▶ _Extracted records_
□ □ □ □
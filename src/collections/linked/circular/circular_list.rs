use std::fmt::{self, Debug, Display, Formatter};
use std::hash::{Hash, Hasher};
use std::marker::PhantomData;

use super::{Iter, NodeRef};
use crate::collections::linked::{Length, ONE, RingRemovalError, TooShort, ValueNotFound};
use crate::util::fmt::DebugEntries;

/// A ring of singly-linked nodes, entered through a designated head. Following the links from any
/// node eventually leads back to the head.
///
/// A CircularList always holds at least one element: it is constructed from an initial value and
/// refuses to remove its last remaining node.
///
/// # Time Complexity
/// For this analysis of time complexity, variables are defined as follows:
/// - `n`: The number of items in the CircularList.
///
/// | Method | Complexity |
/// |-|-|
/// | `len` | `O(1)` |
/// | `head` | `O(1)` |
/// | `insert_next_to_head` | `O(1)` |
/// | `insert_before_head` | `O(n)` |
/// | `insert_next_to_last` | `O(n)` |
/// | `insert_before_last` | `O(n)` |
/// | `insert_next_to_value` | `O(n)` |
/// | `insert_before_value` | `O(n)` |
/// | `delete_value` | `O(n)` |
/// | `contains` | `O(n)` |
///
/// Only the head is tracked, so anything relative to the end of the ring has to walk all the way
/// around to find the last node.
pub struct CircularList<T> {
    pub(crate) len: Length,
    pub(crate) head: NodeRef<T>,
    pub(crate) _phantom: PhantomData<T>,
}

impl<T> CircularList<T> {
    /// Creates a new CircularList holding only `value`, in a node that links to itself.
    pub fn new(value: T) -> CircularList<T> {
        CircularList {
            len: ONE,
            head: NodeRef::new_ring(value),
            _phantom: PhantomData,
        }
    }

    /// Returns the number of elements in the ring. This is never zero.
    pub const fn len(&self) -> usize {
        self.len.get()
    }

    /// Returns a reference to the element at the head of the ring.
    pub fn head(&self) -> &T {
        self.head.value()
    }

    /// Returns a mutable reference to the element at the head of the ring.
    pub fn head_mut(&mut self) -> &mut T {
        self.head.value_mut()
    }

    /// Inserts `value` directly after the head, so that it becomes the second element.
    pub fn insert_next_to_head(&mut self, value: T) {
        self.splice_after(self.head, value);
    }

    /// Inserts `value` between the last node and the head. The head doesn't move, so the new value
    /// becomes the last element of the ring.
    ///
    /// This leaves the ring in exactly the same state as [`insert_next_to_last`], because the
    /// position before the head and the position after the last node are one and the same.
    ///
    /// [`insert_next_to_last`]: CircularList::insert_next_to_last
    pub fn insert_before_head(&mut self, value: T) {
        self.insert_at_boundary(value);
    }

    /// Inserts `value` after the last node, closing the ring back to the head through the new node.
    /// Equivalent to [`insert_before_head`](CircularList::insert_before_head).
    pub fn insert_next_to_last(&mut self, value: T) {
        self.insert_at_boundary(value);
    }

    /// Inserts `value` between the second-to-last and last nodes, so that it becomes the
    /// second-to-last element.
    ///
    /// # Errors
    /// Returns [`TooShort`] if the ring holds a single node, because there is no second-to-last
    /// node to insert after.
    pub fn insert_before_last(&mut self, value: T) -> Result<(), TooShort> {
        let len = self.len.get();
        if len < 2 {
            return Err(TooShort { required: 2, len });
        }

        let second_last = self.seek(len - 2);
        self.splice_after(second_last, value);
        Ok(())
    }

    pub fn iter(&self) -> Iter<'_, T> {
        self.into_iter()
    }
}

impl<T: PartialEq> CircularList<T> {
    /// Inserts `value` directly after the first node (starting from the head) that holds `target`.
    ///
    /// # Errors
    /// Returns [`ValueNotFound`] and leaves the ring unchanged if no node holds `target`.
    pub fn insert_next_to_value(&mut self, value: T, target: &T) -> Result<(), ValueNotFound> {
        let node = self.find(target).ok_or(ValueNotFound)?;
        self.splice_after(node, value);
        Ok(())
    }

    /// Inserts `value` directly before a node that holds `target`. The search starts from the node
    /// after the head and checks the head last. If the match is the head, the new value is placed
    /// between the last node and the head, and the head doesn't move.
    ///
    /// # Errors
    /// Returns [`ValueNotFound`] and leaves the ring unchanged if no node holds `target`.
    pub fn insert_before_value(&mut self, value: T, target: &T) -> Result<(), ValueNotFound> {
        let prev = self.find_predecessor(target).ok_or(ValueNotFound)?;
        self.splice_after(prev, value);
        Ok(())
    }

    /// Removes a node holding `target` and returns its value. Nodes are searched in the same order
    /// as [`insert_before_value`](CircularList::insert_before_value), with the head checked last.
    /// If the head is removed, its successor becomes the new head.
    ///
    /// # Errors
    /// Leaves the ring unchanged and returns:
    /// - [`RingRemovalError::ValueNotFound`] if no node holds `target`.
    /// - [`RingRemovalError::TooShort`] if `target` is held by the only node of the ring.
    pub fn delete_value(&mut self, target: &T) -> Result<T, RingRemovalError> {
        let prev = self.find_predecessor(target).ok_or(ValueNotFound)?;
        self.len = self.len.checked_sub(1).ok_or(TooShort { required: 2, len: 1 })?;

        let node = prev.next();
        *prev.next_mut() = node.next();
        if node == self.head {
            self.head = node.next();
        }

        // SAFETY: The node has just been unlinked from its only predecessor, so nothing in the
        // ring refers to it any longer.
        Ok(unsafe { node.take_node() }.value)
    }

    /// Returns true if any element of the ring is equal to `value`.
    pub fn contains(&self, value: &T) -> bool {
        self.iter().any(|i| i == value)
    }
}

impl<T> CircularList<T> {
    /// Steps forward `count` nodes from the head, wrapping around the ring if needed.
    pub(crate) fn seek(&self, count: usize) -> NodeRef<T> {
        let mut node = self.head;
        for _ in 0..count {
            node = node.next();
        }
        node
    }

    /// Returns the last node, which is the node that links back to the head.
    pub(crate) fn last(&self) -> NodeRef<T> {
        let mut node = self.head;
        while node.next() != self.head {
            node = node.next();
        }
        node
    }

    fn insert_at_boundary(&mut self, value: T) {
        let last = self.last();
        self.splice_after(last, value);
    }

    /// Links a new node holding `value` directly after `node`, returning the new node.
    pub(crate) fn splice_after(&mut self, node: NodeRef<T>, value: T) -> NodeRef<T> {
        self.len = self.len.increment();

        let new_node = NodeRef::new_before(value, node.next());
        *node.next_mut() = new_node;
        new_node
    }

    #[cfg(test)]
    pub(crate) fn verify_ring(&self) {
        let len = self.len.get();
        let mut node = self.head;
        for step in 1..=len {
            node = node.next();
            if step < len {
                assert!(node != self.head, "Ring closed after {step} steps, expected {len}.");
            }
        }
        assert!(node == self.head, "Ring didn't close after {len} steps.");
    }
}

impl<T: PartialEq> CircularList<T> {
    /// Finds the first node holding `target`, checking the head first. Bounded to one lap.
    fn find(&self, target: &T) -> Option<NodeRef<T>> {
        let mut node = self.head;
        for _ in 0..self.len.get() {
            if node.value() == target {
                return Some(node);
            }
            node = node.next();
        }
        None
    }

    /// Finds the first node whose successor holds `target`, checking the head's successor first
    /// and the head itself last. Bounded to one lap.
    fn find_predecessor(&self, target: &T) -> Option<NodeRef<T>> {
        let mut node = self.head;
        for _ in 0..self.len.get() {
            if node.next().value() == target {
                return Some(node);
            }
            node = node.next();
        }
        None
    }
}

impl<T: Clone> Clone for CircularList<T> {
    fn clone(&self) -> Self {
        let mut list = CircularList::new(self.head().clone());
        let mut last = list.head;
        for value in self.iter().skip(1) {
            last = list.splice_after(last, value.clone());
        }
        list
    }
}

impl<T> Drop for CircularList<T> {
    fn drop(&mut self) {
        let mut node = self.head;
        for _ in 0..self.len.get() {
            let next = node.next();
            // SAFETY: Each of the len nodes in the ring is visited exactly once, and the list
            // can't be used again after being dropped.
            drop(unsafe { node.take_node() });
            node = next;
        }
    }
}

impl<T: PartialEq> PartialEq for CircularList<T> {
    fn eq(&self, other: &Self) -> bool {
        self.len == other.len && self.iter().eq(other.iter())
    }
}

impl<T: Eq> Eq for CircularList<T> {}

impl<T: Hash> Hash for CircularList<T> {
    fn hash<H: Hasher>(&self, state: &mut H) {
        self.len.hash(state);
        for value in self.iter() {
            value.hash(state);
        }

        // Terminate variable length hashing sequence.
        0xFF.hash(state);
    }
}

impl<T: Debug> Debug for CircularList<T> {
    fn fmt(&self, f: &mut Formatter<'_>) -> fmt::Result {
        f.debug_struct("CircularList")
            .field("contents", &DebugEntries(self.iter()))
            .field("len", &self.len())
            .finish()
    }
}

/// Writes every element in ring order, starting from the head, and then the head once more to show
/// that the ring closes on itself: `1 -> 3 -> 2 -> 1`.
impl<T: Display> Display for CircularList<T> {
    fn fmt(&self, f: &mut Formatter<'_>) -> fmt::Result {
        for value in self.iter() {
            write!(f, "{value} -> ")?;
        }
        write!(f, "{}", self.head())
    }
}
□ □ □ □
The line containing "value.hash(state);" and all lines after it, to the end of the records, are to be output exactly and alone.

▶ _Response to the exercise_
            value.hash(state);
        }

        // Terminate variable length hashing sequence.
        0xFF.hash(state);
    }
}

impl<T: Debug> Debug for CircularList<T> {
    fn fmt(&self, f: &mut Formatter<'_>) -> fmt::Result {
        f.debug_struct("CircularList")
            .field("contents", &DebugEntries(self.iter()))
            .field("len", &self.len())
            .finish()
    }
}

/// Writes every element in ring order, starting from the head, and then the head once more to show
/// that the ring closes on itself: `1 -> 3 -> 2 -> 1`.
impl<T: Display> Display for CircularList<T> {
    fn fmt(&self, f: &mut Formatter<'_>) -> fmt::Result {
        for value in self.iter() {
            write!(f, "{value} -> ")?;
        }
        write!(f, "{}", self.head())
    }
}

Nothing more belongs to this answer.